Google Wants Patent On Splitting Restaurant Bills
theodp writes "In a classic example of parody coming to life," writes GeekWire's Todd Bishop, "a newly published patent filing reveals Google's ambitions to solve one of the most troublesome challenges known to humanity: Splitting the bill at the end of a meal." In its patent application for Tracking and Managing Group Expenditures, Google boasts that the invention of six Googlers addresses 'a need in the art for an efficient way to track group expenditures and settle balances between group members' by providing technology that thwarts 'group members [who] may not pay back their entire share of the bill or may forget and not pay back their share at all.'
These kind of bullshit patents spring up when a company incentivizes it's employees to generate as much IP as possible during their day to day development, so as to mine the path for any other company trying to reimplement the technology and follow the same (obvious and non-innovative) path.

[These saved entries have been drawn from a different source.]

//! Card search trait.

use async_trait::async_trait;

use crate::Result;
use crate::card::{Card, CardSet};
use crate::filter::SearchFilterSpec;
use crate::search::{SearchOptions, SearchPage};
use crate::types::{ScryfallId, SetCode};

/// Read access to an external card database.
#[async_trait]
pub trait CardSearch: Send + Sync {
    /// Full-text search. A query matching nothing yields an empty page.
    async fn search(&self, query: &str, options: &SearchOptions) -> Result<SearchPage<Card>>;

    /// Name suggestions for live typing. Never fails; errors yield no
    /// suggestions.
    async fn autocomplete(&self, query: &str) -> Vec<String>;

    async fn get_card(&self, id: &ScryfallId) -> Result<Card>;

    /// Exact name lookup, optionally restricted to one set.
    async fn get_card_by_name(&self, name: &str, set: Option<&SetCode>) -> Result<Card>;

    async fn get_card_by_fuzzy_name(&self, name: &str) -> Result<Card>;

    /// Search with structured filters compiled to the backend's syntax.
    async fn advanced_search(
        &self,
        filters: &SearchFilterSpec,
        options: &SearchOptions,
    ) -> Result<SearchPage<Card>>;

    async fn download_image(&self, url: &str) -> Result<Vec<u8>>;

    /// All printing sets.
    async fn sets(&self) -> Result<Vec<CardSet>>;
}
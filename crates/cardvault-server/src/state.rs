//! Shared request state.

use std::collections::HashMap;
use std::sync::Arc;

use cardvault_core::{CardCache, CardSearch, CollectionStore, UserId};

/// A backend serving both the card cache and collections.
pub trait Storage: CardCache + CollectionStore {}

impl<T: CardCache + CollectionStore> Storage for T {}

/// Bearer token to user id.
pub type TokenMap = HashMap<String, UserId>;

#[derive(Clone)]
pub struct AppState {
    pub search: Arc<dyn CardSearch>,
    pub storage: Arc<dyn Storage>,
    pub tokens: Arc<TokenMap>,
}

impl AppState {
    pub fn new(
        search: Arc<dyn CardSearch>,
        storage: Arc<dyn Storage>,
        tokens: TokenMap,
    ) -> Self {
        Self {
            search,
            storage,
            tokens: Arc::new(tokens),
        }
    }

    /// User owning `token`, if any.
    pub fn user_for(&self, token: &str) -> Option<&UserId> {
        self.tokens.get(token)
    }
}
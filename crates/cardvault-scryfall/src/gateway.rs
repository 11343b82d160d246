//! Scryfall-backed implementation of [`CardSearch`].

use async_trait::async_trait;
use tracing::{debug, instrument, warn};

use cardvault_core::card::{Card, CardSet};
use cardvault_core::error::{Error, NotFoundError, UpstreamError};
use cardvault_core::filter::SearchFilterSpec;
use cardvault_core::search::{SearchOptions, SearchPage};
use cardvault_core::traits::CardSearch;
use cardvault_core::types::{ScryfallId, SetCode};
use cardvault_core::Result;

use crate::api_url::ApiUrl;
use crate::client::FetchClient;
use crate::endpoints::*;
use crate::query::compile_query;

/// Card search against the Scryfall API.
#[derive(Debug, Clone)]
pub struct ScryfallGateway {
    base: ApiUrl,
    fetch: FetchClient,
}

impl ScryfallGateway {
    pub fn new(base: ApiUrl, fetch: FetchClient) -> Self {
        Self { base, fetch }
    }

    /// Gateway with a default [`FetchClient`].
    pub fn with_defaults(base: ApiUrl) -> Result<Self> {
        Ok(Self::new(base, FetchClient::with_defaults()?))
    }

    pub fn base(&self) -> &ApiUrl {
        &self.base
    }

    async fn named(&self, query: &NamedQuery<'_>, label: &str) -> Result<Card> {
        let url = self.base.endpoint(CARDS_NAMED);
        self.fetch
            .get_json_query(&url, query)
            .await
            .map_err(|e| lookup_error(e, label))
    }
}

/// Surface the API's own detail message for status errors that carry one.
fn api_error(err: Error) -> Error {
    match err {
        Error::Upstream(UpstreamError::Status {
            code: Some(code),
            details: Some(details),
            ..
        }) => UpstreamError::Api { code, details }.into(),
        other => other,
    }
}

/// Map "no match" answers of single-card lookups to [`NotFoundError`].
fn lookup_error(err: Error, query: &str) -> Error {
    match err {
        Error::Upstream(e) if e.is_not_found() => NotFoundError::Card {
            query: query.to_string(),
        }
        .into(),
        other => api_error(other),
    }
}

#[async_trait]
impl CardSearch for ScryfallGateway {
    #[instrument(skip(self, options), fields(api = %self.base))]
    async fn search(&self, query: &str, options: &SearchOptions) -> Result<SearchPage<Card>> {
        let url = self.base.endpoint(CARDS_SEARCH);
        let params = SearchQuery {
            q: query,
            unique: options.unique.as_str(),
            page: options.page.max(1),
            include_extras: options.include_extras,
            include_multilingual: options.include_multilingual,
        };

        match self
            .fetch
            .get_json_query::<_, ListResponse<Card>>(&url, &params)
            .await
        {
            Ok(list) => {
                let page = list.into_page();
                debug!(total = page.total_cards, returned = page.data.len(), "search results");
                Ok(page)
            }
            Err(Error::Upstream(e)) if e.code() == Some("not_found") => {
                debug!("no cards matched");
                Ok(SearchPage::empty())
            }
            Err(e) => Err(api_error(e)),
        }
    }

    #[instrument(skip(self))]
    async fn autocomplete(&self, query: &str) -> Vec<String> {
        let url = self.base.endpoint(CARDS_AUTOCOMPLETE);
        match self
            .fetch
            .get_json_query::<_, Catalog>(&url, &AutocompleteQuery { q: query })
            .await
        {
            Ok(catalog) => catalog.data,
            Err(e) => {
                warn!(error = %e, "autocomplete failed");
                Vec::new()
            }
        }
    }

    #[instrument(skip(self))]
    async fn get_card(&self, id: &ScryfallId) -> Result<Card> {
        let url = self.base.endpoint(&card_path(id.as_str()));
        self.fetch
            .get_json(&url)
            .await
            .map_err(|e| lookup_error(e, id.as_str()))
    }

    #[instrument(skip(self))]
    async fn get_card_by_name(&self, name: &str, set: Option<&SetCode>) -> Result<Card> {
        let query = NamedQuery {
            exact: Some(name),
            fuzzy: None,
            set: set.map(SetCode::as_str),
        };
        self.named(&query, name).await
    }

    #[instrument(skip(self))]
    async fn get_card_by_fuzzy_name(&self, name: &str) -> Result<Card> {
        let query = NamedQuery {
            exact: None,
            fuzzy: Some(name),
            set: None,
        };
        self.named(&query, name).await
    }

    #[instrument(skip(self, filters, options))]
    async fn advanced_search(
        &self,
        filters: &SearchFilterSpec,
        options: &SearchOptions,
    ) -> Result<SearchPage<Card>> {
        let query = compile_query(filters);
        debug!(%query, "compiled filters");
        self.search(&query, options).await
    }

    #[instrument(skip(self))]
    async fn download_image(&self, url: &str) -> Result<Vec<u8>> {
        self.fetch.get_bytes(url).await
    }

    #[instrument(skip(self))]
    async fn sets(&self) -> Result<Vec<CardSet>> {
        let url = self.base.endpoint(SETS);
        let list: ListResponse<CardSet> = self.fetch.get_json(&url).await.map_err(api_error)?;
        Ok(list.data)
    }
}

I don't know how Google does it, but my company offers a 2000$ monetary bonus for each submission that reaches the filling stage, the vast majority of which are accepted by the patent office. That's right, anything from inventing public key crypto to splitting the bill is patented and squirreled away in the defensive portfolio. The innovatory aspect does not even matter any more, it's all about quantity, they set up all sort of "innovation targets" that entail reaching a certain number of patents. A patent per year is required for any senior wanting to get a good year-end rating.
This is the most anti-competitive, anti-science and anti-progress way to do R&D that I can imagine.